There is of course wonderful companies that have random encounter tables for certain areas – a good example is the Purple Duck Games books. But of course the system you are using might not have that. Certainly worth having a look to at least help you get some rough ideas for monsters, if not to let you choose a few encounters randomly that you can then have a good look at.

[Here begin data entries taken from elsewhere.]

//! Domain models.
//!
//! These are the validated types handlers and services work with. Database
//! row types live next to their queries in [`crate::db`] and convert into
//! these via `TryFrom`.

pub mod analytics;
pub mod campaign;
pub mod cost;
pub mod customer;
pub mod email_log;
pub mod order;
pub mod product;
pub mod profit;
pub mod settings;
pub mod shipping;
pub mod tracking;
pub mod user;
pub mod webshop;

use serde::{Deserialize, Serialize};

pub use analytics::*;
pub use campaign::*;
pub use cost::*;
pub use customer::*;
pub use email_log::*;
pub use order::*;
pub use product::*;
pub use profit::*;
pub use settings::*;
pub use shipping::*;
pub use tracking::*;
pub use user::*;
pub use webshop::*;

/// Upper bound for `limit` on list endpoints.
pub const MAX_PAGE_SIZE: i64 = 100;

/// Page request taken from `?page=&limit=`.
#[derive(Debug, Clone, Copy, PartialEq, Eq)]
pub struct PageRequest {
    pub page: i64,
    pub limit: i64,
}

impl PageRequest {
    /// Clamp raw query values: page starts at 1, limit is 1..=100.
    #[must_use]
    pub fn new(page: Option<i64>, limit: Option<i64>, default_limit: i64) -> Self {
        Self {
            page: page.unwrap_or(1).max(1),
            limit: limit.unwrap_or(default_limit).clamp(1, MAX_PAGE_SIZE),
        }
    }

    #[must_use]
    pub const fn offset(&self) -> i64 {
        (self.page - 1).saturating_mul(self.limit)
    }

    /// Pagination block for a response, given the total row count.
    #[must_use]
    pub const fn paginate(&self, total: i64) -> Pagination {
        Pagination {
            page: self.page,
            limit: self.limit,
            total,
            pages: total.saturating_add(self.limit - 1) / self.limit,
        }
    }
}

/// Pagination metadata returned alongside list results.
#[derive(Debug, Clone, Copy, PartialEq, Eq, Serialize, Deserialize)]
pub struct Pagination {
    pub page: i64,
    pub limit: i64,
    pub total: i64,
    pub pages: i64,
}

#[cfg(test)]
mod tests {
    use super::*;

    #[test]
    fn test_page_request_defaults_and_clamps() {
        let page = PageRequest::new(None, None, 20);
        assert_eq!(page, PageRequest { page: 1, limit: 20 });

        let page = PageRequest::new(Some(0), Some(1000), 20);
        assert_eq!(page, PageRequest { page: 1, limit: MAX_PAGE_SIZE });
    }

    #[test]
    fn test_offset() {
        assert_eq!(PageRequest::new(Some(3), Some(10), 20).offset(), 20);
    }

    #[test]
    fn test_huge_page_saturates() {
        let page = PageRequest::new(Some(i64::MAX), Some(20), 20);
        assert_eq!(page.offset(), i64::MAX);
        assert_eq!(page.paginate(i64::MAX).pages, i64::MAX / 20);
    }

    #[test]
    fn test_pages_round_up() {
        let page = PageRequest::new(Some(1), Some(20), 20);
        assert_eq!(page.paginate(0).pages, 0);
        assert_eq!(page.paginate(20).pages, 1);
        assert_eq!(page.paginate(21).pages, 2);
    }
}
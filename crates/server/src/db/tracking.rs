//! Carrier shipment records.

use chrono::{NaiveDate, NaiveDateTime};
use sqlx::SqlitePool;

use webshop_crm_core::{OrderId, TrackingId, money};

use super::RepositoryError;
use crate::models::{NewShipmentRecord, ShipmentRecord};

const TRACKING_COLUMNS: &str = "id, order_id, carrier, tracking_number, label_url, shipment_id, \
     status, estimated_delivery, cost, created_at";

#[derive(Debug, sqlx::FromRow)]
struct ShipmentRow {
    id: i64,
    order_id: i64,
    carrier: String,
    tracking_number: String,
    label_url: Option<String>,
    shipment_id: Option<String>,
    status: String,
    estimated_delivery: Option<NaiveDate>,
    cost: f64,
    created_at: NaiveDateTime,
}

impl From<ShipmentRow> for ShipmentRecord {
    fn from(row: ShipmentRow) -> Self {
        Self {
            id: TrackingId::new(row.id),
            order_id: OrderId::new(row.order_id),
            carrier: row.carrier,
            tracking_number: row.tracking_number,
            label_url: row.label_url,
            shipment_id: row.shipment_id,
            status: row.status,
            estimated_delivery: row.estimated_delivery,
            cost: money::from_db(row.cost),
            created_at: row.created_at.and_utc(),
        }
    }
}

pub struct TrackingRepository<'a> {
    pool: &'a SqlitePool,
}

impl<'a> TrackingRepository<'a> {
    #[must_use]
    pub const fn new(pool: &'a SqlitePool) -> Self {
        Self { pool }
    }

    /// Store a created label.
    ///
    /// # Errors
    ///
    /// Returns `RepositoryError::Database` if the insert fails.
    pub async fn create(
        &self,
        record: &NewShipmentRecord,
    ) -> Result<ShipmentRecord, RepositoryError> {
        let row = sqlx::query_as::<_, ShipmentRow>(&format!(
            "INSERT INTO shipping_tracking
                (order_id, carrier, tracking_number, label_url, shipment_id, estimated_delivery, cost)
             VALUES (?, ?, ?, ?, ?, ?, ?)
             RETURNING {TRACKING_COLUMNS}"
        ))
        .bind(record.order_id)
        .bind(&record.carrier)
        .bind(&record.tracking_number)
        .bind(&record.label_url)
        .bind(&record.shipment_id)
        .bind(record.estimated_delivery)
        .bind(money::to_db(record.cost))
        .fetch_one(self.pool)
        .await?;

        Ok(row.into())
    }

    /// Shipments of an order, newest first.
    ///
    /// # Errors
    ///
    /// Returns `RepositoryError::Database` if the query fails.
    pub async fn list_for_order(
        &self,
        order_id: OrderId,
    ) -> Result<Vec<ShipmentRecord>, RepositoryError> {
        let rows = sqlx::query_as::<_, ShipmentRow>(&format!(
            "SELECT {TRACKING_COLUMNS} FROM shipping_tracking
             WHERE order_id = ? ORDER BY created_at DESC, id DESC"
        ))
        .bind(order_id)
        .fetch_all(self.pool)
        .await?;

        Ok(rows.into_iter().map(Into::into).collect())
    }
}
//! Integration test harness for Webshop CRM.
//!
//! Every test gets its own in-memory database with the migrations applied
//! and drives the full router in-process, middleware included.
//!
//! ```rust,ignore
//! let app = TestApp::new().await;
//! let token = app.staff_token(UserRole::Manager).await;
//! let (status, body) = app.get("/api/customers", Some(&token)).await;
//! ```

#![allow(clippy::unwrap_used, clippy::missing_panics_doc)]

use std::sync::atomic::{AtomicUsize, Ordering};

use axum::Router;
use axum::response::Response;
use axum::body::{Body, to_bytes};
use axum::http::{Method, Request, StatusCode, header};
use serde_json::Value;
use tower::ServiceExt;

use webshop_crm_core::UserRole;
use webshop_crm_server::config::AppConfig;
use webshop_crm_server::db;
use webshop_crm_server::models::Customer;
use webshop_crm_server::services::{
    CustomerAuthService, StaffAuthService,
    auth::{CustomerRegistration, StaffRegistration},
};
use webshop_crm_server::state::AppState;

/// Password used for every account the harness creates.
pub const PASSWORD: &str = "geheim123";

const BODY_LIMIT: usize = 4 * 1024 * 1024;

static ACCOUNTS: AtomicUsize = AtomicUsize::new(0);

fn unique_email(prefix: &str) -> String {
    let n = ACCOUNTS.fetch_add(1, Ordering::Relaxed);
    format!("{prefix}{n}@example.nl")
}

pub struct TestApp {
    pub state: AppState,
    router: Router,
}

impl TestApp {
    pub async fn new() -> Self {
        Self::with_config(AppConfig::for_tests()).await
    }

    /// Build the app with a custom configuration.
    pub async fn with_config(config: AppConfig) -> Self {
        let pool = db::create_memory_pool().await.unwrap();
        db::run_migrations(&pool).await.unwrap();
        let state = AppState::new(config, pool).unwrap();
        let router = webshop_crm_server::app(state.clone());
        Self { state, router }
    }

    /// Send a request and return the status with the body parsed as JSON
    /// (`Value::Null` for an empty or non-JSON body).
    pub async fn request(
        &self,
        method: Method,
        uri: &str,
        token: Option<&str>,
        body: Option<Value>,
    ) -> (StatusCode, Value) {
        let (status, bytes) = self.raw(method, uri, token, body).await;
        let json = serde_json::from_slice(&bytes).unwrap_or(Value::Null);
        (status, json)
    }

    /// Send a request and return the raw response body.
    pub async fn raw(
        &self,
        method: Method,
        uri: &str,
        token: Option<&str>,
        body: Option<Value>,
    ) -> (StatusCode, Vec<u8>) {
        let response = self.response(method, uri, token, body).await;
        let status = response.status();
        let bytes = to_bytes(response.into_body(), BODY_LIMIT).await.unwrap();
        (status, bytes.to_vec())
    }

    /// Send a request and return the full response, headers included.
    pub async fn response(
        &self,
        method: Method,
        uri: &str,
        token: Option<&str>,
        body: Option<Value>,
    ) -> Response {
        let mut builder = Request::builder().method(method).uri(uri);
        if let Some(token) = token {
            builder = builder.header(header::AUTHORIZATION, format!("Bearer {token}"));
        }
        let request = match body {
            Some(json) => builder
                .header(header::CONTENT_TYPE, "application/json")
                .body(Body::from(json.to_string()))
                .unwrap(),
            None => builder.body(Body::empty()).unwrap(),
        };

        self.router.clone().oneshot(request).await.unwrap()
    }

    pub async fn get(&self, uri: &str, token: Option<&str>) -> (StatusCode, Value) {
        self.request(Method::GET, uri, token, None).await
    }

    pub async fn post(&self, uri: &str, token: Option<&str>, body: Value) -> (StatusCode, Value) {
        self.request(Method::POST, uri, token, Some(body)).await
    }

    pub async fn put(&self, uri: &str, token: Option<&str>, body: Value) -> (StatusCode, Value) {
        self.request(Method::PUT, uri, token, Some(body)).await
    }

    pub async fn delete(&self, uri: &str, token: Option<&str>) -> (StatusCode, Value) {
        self.request(Method::DELETE, uri, token, None).await
    }

    /// Create a staff account with `role` and return its session token.
    pub async fn staff_token(&self, role: UserRole) -> String {
        let email = unique_email(role.as_str());
        let (_, token) = StaffAuthService::new(self.state.pool(), self.state.keys())
            .register(&StaffRegistration {
                email: &email,
                password: PASSWORD,
                first_name: "Test",
                last_name: "Medewerker",
                role,
            })
            .await
            .unwrap();
        token
    }

    /// Register and verify a portal customer, then log in through the API.
    pub async fn customer_login(&self) -> (Customer, String) {
        let email = unique_email("klant");
        let auth = CustomerAuthService::new(self.state.pool(), self.state.keys());
        let (customer, verify_token) = auth
            .register(CustomerRegistration {
                email: &email,
                password: PASSWORD,
                first_name: "Piet",
                last_name: "de Vries",
                phone: None,
                webshop_id: None,
            })
            .await
            .unwrap();
        auth.verify_email(&verify_token).await.unwrap();

        let (status, body) = self
            .post(
                "/api/customer-auth/login",
                None,
                serde_json::json!({ "email": email, "password": PASSWORD }),
            )
            .await;
        assert_eq!(status, StatusCode::OK, "customer login failed: {body}");
        let token = body["token"].as_str().unwrap().to_string();
        (customer, token)
    }
}
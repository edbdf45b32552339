//! Fixed cost repository.

use chrono::{NaiveDate, NaiveDateTime};
use sqlx::{QueryBuilder, Sqlite, SqlitePool};

use webshop_crm_core::{FixedCostId, money};

use super::{RepositoryError, parse_column, push_set};
use crate::models::{FixedCost, FixedCostUpdate, NewFixedCost};

const COST_COLUMNS: &str = "id, name, description, category, amount, billing_cycle, start_date, \
     end_date, is_active, created_at";

#[derive(Debug, sqlx::FromRow)]
struct FixedCostRow {
    id: i64,
    name: String,
    description: Option<String>,
    category: String,
    amount: f64,
    billing_cycle: String,
    start_date: NaiveDate,
    end_date: Option<NaiveDate>,
    is_active: bool,
    created_at: NaiveDateTime,
}

impl TryFrom<FixedCostRow> for FixedCost {
    type Error = RepositoryError;

    fn try_from(row: FixedCostRow) -> Result<Self, Self::Error> {
        Ok(Self {
            id: FixedCostId::new(row.id),
            name: row.name,
            description: row.description,
            category: row.category,
            amount: money::from_db(row.amount),
            billing_cycle: parse_column(&row.billing_cycle)?,
            start_date: row.start_date,
            end_date: row.end_date,
            is_active: row.is_active,
            created_at: row.created_at.and_utc(),
        })
    }
}

fn collect(rows: Vec<FixedCostRow>) -> Result<Vec<FixedCost>, RepositoryError> {
    rows.into_iter().map(TryInto::try_into).collect()
}

/// Repository for fixed (recurring) business costs.
pub struct FixedCostRepository<'a> {
    pool: &'a SqlitePool,
}

impl<'a> FixedCostRepository<'a> {
    #[must_use]
    pub const fn new(pool: &'a SqlitePool) -> Self {
        Self { pool }
    }

    /// List costs, optionally filtered by category and active flag.
    ///
    /// # Errors
    ///
    /// Returns `RepositoryError::Database` if the query fails.
    pub async fn list(
        &self,
        category: Option<&str>,
        is_active: Option<bool>,
    ) -> Result<Vec<FixedCost>, RepositoryError> {
        let mut qb = QueryBuilder::<Sqlite>::new(format!(
            "SELECT {COST_COLUMNS} FROM fixed_costs WHERE 1 = 1"
        ));
        if let Some(category) = category {
            qb.push(" AND category = ").push_bind(category);
        }
        if let Some(is_active) = is_active {
            qb.push(" AND is_active = ").push_bind(is_active);
        }
        qb.push(" ORDER BY category, name");

        collect(qb.build_query_as().fetch_all(self.pool).await?)
    }

    /// Active costs, used by summaries.
    ///
    /// # Errors
    ///
    /// Returns `RepositoryError::Database` if the query fails.
    pub async fn list_active(&self) -> Result<Vec<FixedCost>, RepositoryError> {
        self.list(None, Some(true)).await
    }

    /// Active costs running at some point within `[start, end]`.
    ///
    /// # Errors
    ///
    /// Returns `RepositoryError::Database` if the query fails.
    pub async fn active_in_period(
        &self,
        start: NaiveDate,
        end: NaiveDate,
    ) -> Result<Vec<FixedCost>, RepositoryError> {
        let rows = sqlx::query_as::<_, FixedCostRow>(&format!(
            "SELECT {COST_COLUMNS} FROM fixed_costs
             WHERE is_active = 1
               AND start_date <= ?
               AND (end_date IS NULL OR end_date >= ?)
             ORDER BY category, name"
        ))
        .bind(end)
        .bind(start)
        .fetch_all(self.pool)
        .await?;

        collect(rows)
    }

    /// Get a cost by ID.
    ///
    /// # Errors
    ///
    /// Returns `RepositoryError::Database` if the query fails.
    pub async fn get(&self, id: FixedCostId) -> Result<Option<FixedCost>, RepositoryError> {
        let row = sqlx::query_as::<_, FixedCostRow>(&format!(
            "SELECT {COST_COLUMNS} FROM fixed_costs WHERE id = ?"
        ))
        .bind(id)
        .fetch_optional(self.pool)
        .await?;

        row.map(TryInto::try_into).transpose()
    }

    /// Create a cost.
    ///
    /// # Errors
    ///
    /// Returns `RepositoryError::Database` if the insert fails.
    pub async fn create(&self, cost: &NewFixedCost) -> Result<FixedCost, RepositoryError> {
        let row = sqlx::query_as::<_, FixedCostRow>(&format!(
            "INSERT INTO fixed_costs
                (name, description, category, amount, billing_cycle, start_date, end_date)
             VALUES (?, ?, ?, ?, ?, ?, ?)
             RETURNING {COST_COLUMNS}"
        ))
        .bind(&cost.name)
        .bind(&cost.description)
        .bind(&cost.category)
        .bind(money::to_db(cost.amount))
        .bind(cost.billing_cycle)
        .bind(cost.start_date)
        .bind(cost.end_date)
        .fetch_one(self.pool)
        .await?;

        row.try_into()
    }

    /// Apply a partial update.
    ///
    /// # Errors
    ///
    /// Returns `RepositoryError::NotFound` if the cost does not exist.
    pub async fn update(
        &self,
        id: FixedCostId,
        update: FixedCostUpdate,
    ) -> Result<FixedCost, RepositoryError> {
        let mut qb =
            QueryBuilder::<Sqlite>::new("UPDATE fixed_costs SET updated_at = CURRENT_TIMESTAMP");
        push_set(&mut qb, "name", update.name);
        push_set(&mut qb, "description", update.description);
        push_set(&mut qb, "category", update.category);
        push_set(&mut qb, "amount", update.amount.map(money::to_db));
        push_set(&mut qb, "billing_cycle", update.billing_cycle);
        push_set(&mut qb, "start_date", update.start_date);
        push_set(&mut qb, "end_date", update.end_date);
        push_set(&mut qb, "is_active", update.is_active);
        qb.push(" WHERE id = ").push_bind(id);
        qb.push(format!(" RETURNING {COST_COLUMNS}"));

        let row = qb
            .build_query_as::<FixedCostRow>()
            .fetch_optional(self.pool)
            .await?
            .ok_or(RepositoryError::NotFound)?;

        row.try_into()
    }

    /// Soft delete.
    ///
    /// # Errors
    ///
    /// Returns `RepositoryError::NotFound` if the cost does not exist.
    pub async fn deactivate(&self, id: FixedCostId) -> Result<(), RepositoryError> {
        let result = sqlx::query(
            "UPDATE fixed_costs SET is_active = 0, updated_at = CURRENT_TIMESTAMP WHERE id = ?",
        )
        .bind(id)
        .execute(self.pool)
        .await?;

        if result.rows_affected() == 0 {
            return Err(RepositoryError::NotFound);
        }
        Ok(())
    }

    /// Categories of active costs.
    ///
    /// # Errors
    ///
    /// Returns `RepositoryError::Database` if the query fails.
    pub async fn categories_in_use(&self) -> Result<Vec<String>, RepositoryError> {
        Ok(sqlx::query_scalar(
            "SELECT DISTINCT category FROM fixed_costs WHERE is_active = 1 ORDER BY category",
        )
        .fetch_all(self.pool)
        .await?)
    }

    /// Whether a cost with this name and category exists.
    ///
    /// # Errors
    ///
    /// Returns `RepositoryError::Database` if the query fails.
    pub async fn exists(&self, name: &str, category: &str) -> Result<bool, RepositoryError> {
        let found: Option<i64> =
            sqlx::query_scalar("SELECT id FROM fixed_costs WHERE name = ? AND category = ?")
                .bind(name)
                .bind(category)
                .fetch_optional(self.pool)
                .await?;
        Ok(found.is_some())
    }
}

How do you prepare your encounters with monsters? Did you ever find an way of easily knowing which monsters belong in each environment? Or did you have to do it the old fashion way?

2 comments

  1. Mark Gedak

    For planning encounters I initially stick with the creatures I’m very familiar with then I expand outward. I do not find the Pathfinder Bestiaries particularly useful for doing this because most of the monsters say…

    Environment any

    So I’m really pleased with the work David did on building the Random Encounters line. For 3X games I used to rely on themed pdf’s and the Monster Geographica series by Expeditious Retreat Press which collected a whack of OGC monsters by environment.

    1. Liz
      Liz

      Aaaah i wish I had known about that when i was planning good old fashioned 3X games! Certainly I find Pathfinder a little bit rubbish when it comes to environments as well – hence my love of Random Encounters! It at least gives me ideas!

      Thanks for the link! i shall be nosying through that soon!